[Saved entries]

══════

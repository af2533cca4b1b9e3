use std::fmt::{Display, Formatter};
use std::str::FromStr;

use serde::{Deserialize, Serialize};
use snyk_sync_core::AppError;

/// Top-level tenant container.
#[derive(Debug, Clone, PartialEq, Eq, Serialize, Deserialize)]
pub struct Group {
    /// Upstream group identifier.
    pub id: String,
    /// Display name.
    pub name: String,
    /// Web URL of the group.
    pub url: String,
}

/// Organization membership reported on a group member.
#[derive(Debug, Clone, PartialEq, Eq, Serialize, Deserialize)]
pub struct GroupMemberOrg {
    /// Organization display name.
    pub name: String,
    /// Role slug held in that organization.
    pub role: String,
}

/// User attached directly to the group.
#[derive(Debug, Clone, PartialEq, Eq, Serialize, Deserialize)]
pub struct GroupMember {
    /// Upstream user identifier.
    pub id: String,
    /// Login name.
    pub username: String,
    /// Email address.
    pub email: String,
    /// Display name.
    pub name: String,
    /// Raw group role string, normally one of [`GroupRole`].
    pub group_role: String,
    /// Organizations the user belongs to.
    pub orgs: Vec<GroupMemberOrg>,
}

impl GroupMember {
    /// Returns the group role when it belongs to the closed role set.
    #[must_use]
    pub fn known_group_role(&self) -> Option<GroupRole> {
        GroupRole::from_str(self.group_role.as_str()).ok()
    }
}

/// Closed set of group-level roles.
#[derive(Debug, Clone, Copy, PartialEq, Eq, Hash, Serialize, Deserialize)]
#[serde(rename_all = "snake_case")]
pub enum GroupRole {
    /// Group administrator.
    Admin,
    /// Regular group member.
    Member,
    /// Read-only group member.
    Viewer,
}

impl GroupRole {
    /// Returns the upstream role slug.
    #[must_use]
    pub fn as_str(&self) -> &'static str {
        match self {
            Self::Admin => "admin",
            Self::Member => "member",
            Self::Viewer => "viewer",
        }
    }

    /// Returns all group roles.
    #[must_use]
    pub fn all() -> &'static [Self] {
        const ALL: &[GroupRole] = &[GroupRole::Admin, GroupRole::Member, GroupRole::Viewer];

        ALL
    }
}

impl FromStr for GroupRole {
    type Err = AppError;

    fn from_str(value: &str) -> Result<Self, Self::Err> {
        match value {
            "admin" => Ok(Self::Admin),
            "member" => Ok(Self::Member),
            "viewer" => Ok(Self::Viewer),
            _ => Err(AppError::Validation(format!(
                "unknown group role '{value}'"
            ))),
        }
    }
}

impl Display for GroupRole {
    fn fmt(&self, formatter: &mut Formatter<'_>) -> std::fmt::Result {
        formatter.write_str(self.as_str())
    }
}
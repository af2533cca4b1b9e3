use std::collections::{HashMap, HashSet, VecDeque};
use std::sync::Arc;

use serde::Serialize;

use snyk_sync_core::{AppError, AppResult};
use snyk_sync_domain::{Entitlement, Grant, Resource, ResourceId, ResourceType};
use tracing::{debug, info};

use crate::ResourceSyncer;

/// Everything collected by one full sync pass.
#[derive(Debug, Default, Serialize)]
pub struct SyncSnapshot {
    /// Listed resources, parents before children.
    pub resources: Vec<Resource>,
    /// Entitlements of every listed resource.
    pub entitlements: Vec<Entitlement>,
    /// Grants of every listed resource.
    pub grants: Vec<Grant>,
}

/// Walks the resource hierarchy from the group down, following page tokens.
pub struct SyncRunner {
    syncers: HashMap<ResourceType, Arc<dyn ResourceSyncer>>,
}

impl SyncRunner {
    /// Creates a runner over one syncer per resource type.
    #[must_use]
    pub fn new(syncers: Vec<Arc<dyn ResourceSyncer>>) -> Self {
        Self {
            syncers: syncers
                .into_iter()
                .map(|syncer| (syncer.resource_type(), syncer))
                .collect(),
        }
    }

    /// Runs one full sync pass.
    pub async fn run(&self) -> AppResult<SyncSnapshot> {
        let mut snapshot = SyncSnapshot::default();
        let mut pending: VecDeque<Resource> =
            self.list_all(ResourceType::Group, None).await?.into();

        while let Some(resource) = pending.pop_front() {
            let resource_type = resource.id().resource_type();

            if !resource_type.skips_entitlements_and_grants() {
                let syncer = self.syncer(resource_type)?;
                snapshot
                    .entitlements
                    .extend(syncer.entitlements(&resource).await?);
                snapshot.grants.extend(syncer.grants(&resource).await?);
            }

            for child_type in resource.child_resource_types() {
                pending.extend(self.list_all(*child_type, Some(resource.id())).await?);
            }

            snapshot.resources.push(resource);
        }

        info!(
            resources = snapshot.resources.len(),
            entitlements = snapshot.entitlements.len(),
            grants = snapshot.grants.len(),
            "sync pass completed"
        );

        Ok(snapshot)
    }

    async fn list_all(
        &self,
        resource_type: ResourceType,
        parent: Option<&ResourceId>,
    ) -> AppResult<Vec<Resource>> {
        let syncer = self.syncer(resource_type)?;
        let mut resources = Vec::new();
        let mut seen_tokens = HashSet::new();
        let mut page_token = String::new();

        loop {
            let page = syncer.list(parent, page_token.as_str()).await?;
            debug!(
                resource_type = %resource_type,
                listed = page.resources.len(),
                has_more = !page.next_page_token.is_empty(),
                "listed resource page"
            );
            resources.extend(page.resources);

            if page.next_page_token.is_empty() {
                return Ok(resources);
            }
            if !seen_tokens.insert(page.next_page_token.clone()) {
                return Err(AppError::Internal(format!(
                    "pagination for resource type '{resource_type}' did not advance"
                )));
            }
            page_token = page.next_page_token;
        }
    }

    fn syncer(&self, resource_type: ResourceType) -> AppResult<&Arc<dyn ResourceSyncer>> {
        self.syncers.get(&resource_type).ok_or_else(|| {
            AppError::Internal(format!(
                "no syncer registered for resource type '{resource_type}'"
            ))
        })
    }
}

══════

### REQUIREMENT
Output every record above in full, exactly as it reads.

### RESULT FOR THIS TASK
repository af2533cca4b1b9e3
use std::fmt::{Display, Formatter};
use std::str::FromStr;

use serde::{Deserialize, Serialize};
use snyk_sync_core::AppError;

/// Top-level tenant container.
#[derive(Debug, Clone, PartialEq, Eq, Serialize, Deserialize)]
pub struct Group {
    /// Upstream group identifier.
    pub id: String,
    /// Display name.
    pub name: String,
    /// Web URL of the group.
    pub url: String,
}

/// Organization membership reported on a group member.
#[derive(Debug, Clone, PartialEq, Eq, Serialize, Deserialize)]
pub struct GroupMemberOrg {
    /// Organization display name.
    pub name: String,
    /// Role slug held in that organization.
    pub role: String,
}

/// User attached directly to the group.
#[derive(Debug, Clone, PartialEq, Eq, Serialize, Deserialize)]
pub struct GroupMember {
    /// Upstream user identifier.
    pub id: String,
    /// Login name.
    pub username: String,
    /// Email address.
    pub email: String,
    /// Display name.
    pub name: String,
    /// Raw group role string, normally one of [`GroupRole`].
    pub group_role: String,
    /// Organizations the user belongs to.
    pub orgs: Vec<GroupMemberOrg>,
}

impl GroupMember {
    /// Returns the group role when it belongs to the closed role set.
    #[must_use]
    pub fn known_group_role(&self) -> Option<GroupRole> {
        GroupRole::from_str(self.group_role.as_str()).ok()
    }
}

/// Closed set of group-level roles.
#[derive(Debug, Clone, Copy, PartialEq, Eq, Hash, Serialize, Deserialize)]
#[serde(rename_all = "snake_case")]
pub enum GroupRole {
    /// Group administrator.
    Admin,
    /// Regular group member.
    Member,
    /// Read-only group member.
    Viewer,
}

impl GroupRole {
    /// Returns the upstream role slug.
    #[must_use]
    pub fn as_str(&self) -> &'static str {
        match self {
            Self::Admin => "admin",
            Self::Member => "member",
            Self::Viewer => "viewer",
        }
    }

    /// Returns all group roles.
    #[must_use]
    pub fn all() -> &'static [Self] {
        const ALL: &[GroupRole] = &[GroupRole::Admin, GroupRole::Member, GroupRole::Viewer];

        ALL
    }
}

impl FromStr for GroupRole {
    type Err = AppError;

    fn from_str(value: &str) -> Result<Self, Self::Err> {
        match value {
            "admin" => Ok(Self::Admin),
            "member" => Ok(Self::Member),
            "viewer" => Ok(Self::Viewer),
            _ => Err(AppError::Validation(format!(
                "unknown group role '{value}'"
            ))),
        }
    }
}

impl Display for GroupRole {
    fn fmt(&self, formatter: &mut Formatter<'_>) -> std::fmt::Result {
        formatter.write_str(self.as_str())
    }
}
repository af2533cca4b1b9e3
use std::collections::{HashMap, HashSet, VecDeque};
use std::sync::Arc;

use serde::Serialize;

use snyk_sync_core::{AppError, AppResult};
use snyk_sync_domain::{Entitlement, Grant, Resource, ResourceId, ResourceType};
use tracing::{debug, info};

use crate::ResourceSyncer;

/// Everything collected by one full sync pass.
#[derive(Debug, Default, Serialize)]
pub struct SyncSnapshot {
    /// Listed resources, parents before children.
    pub resources: Vec<Resource>,
    /// Entitlements of every listed resource.
    pub entitlements: Vec<Entitlement>,
    /// Grants of every listed resource.
    pub grants: Vec<Grant>,
}

/// Walks the resource hierarchy from the group down, following page tokens.
pub struct SyncRunner {
    syncers: HashMap<ResourceType, Arc<dyn ResourceSyncer>>,
}

impl SyncRunner {
    /// Creates a runner over one syncer per resource type.
    #[must_use]
    pub fn new(syncers: Vec<Arc<dyn ResourceSyncer>>) -> Self {
        Self {
            syncers: syncers
                .into_iter()
                .map(|syncer| (syncer.resource_type(), syncer))
                .collect(),
        }
    }

    /// Runs one full sync pass.
    pub async fn run(&self) -> AppResult<SyncSnapshot> {
        let mut snapshot = SyncSnapshot::default();
        let mut pending: VecDeque<Resource> =
            self.list_all(ResourceType::Group, None).await?.into();

        while let Some(resource) = pending.pop_front() {
            let resource_type = resource.id().resource_type();

            if !resource_type.skips_entitlements_and_grants() {
                let syncer = self.syncer(resource_type)?;
                snapshot
                    .entitlements
                    .extend(syncer.entitlements(&resource).await?);
                snapshot.grants.extend(syncer.grants(&resource).await?);
            }

            for child_type in resource.child_resource_types() {
                pending.extend(self.list_all(*child_type, Some(resource.id())).await?);
            }

            snapshot.resources.push(resource);
        }

        info!(
            resources = snapshot.resources.len(),
            entitlements = snapshot.entitlements.len(),
            grants = snapshot.grants.len(),
            "sync pass completed"
        );

        Ok(snapshot)
    }

    async fn list_all(
        &self,
        resource_type: ResourceType,
        parent: Option<&ResourceId>,
    ) -> AppResult<Vec<Resource>> {
        let syncer = self.syncer(resource_type)?;
        let mut resources = Vec::new();
        let mut seen_tokens = HashSet::new();
        let mut page_token = String::new();

        loop {
            let page = syncer.list(parent, page_token.as_str()).await?;
            debug!(
                resource_type = %resource_type,
                listed = page.resources.len(),
                has_more = !page.next_page_token.is_empty(),
                "listed resource page"
            );
            resources.extend(page.resources);

            if page.next_page_token.is_empty() {
                return Ok(resources);
            }
            if !seen_tokens.insert(page.next_page_token.clone()) {
                return Err(AppError::Internal(format!(
                    "pagination for resource type '{resource_type}' did not advance"
                )));
            }
            page_token = page.next_page_token;
        }
    }

    fn syncer(&self, resource_type: ResourceType) -> AppResult<&Arc<dyn ResourceSyncer>> {
        self.syncers.get(&resource_type).ok_or_else(|| {
            AppError::Internal(format!(
                "no syncer registered for resource type '{resource_type}'"
            ))
        })
    }
}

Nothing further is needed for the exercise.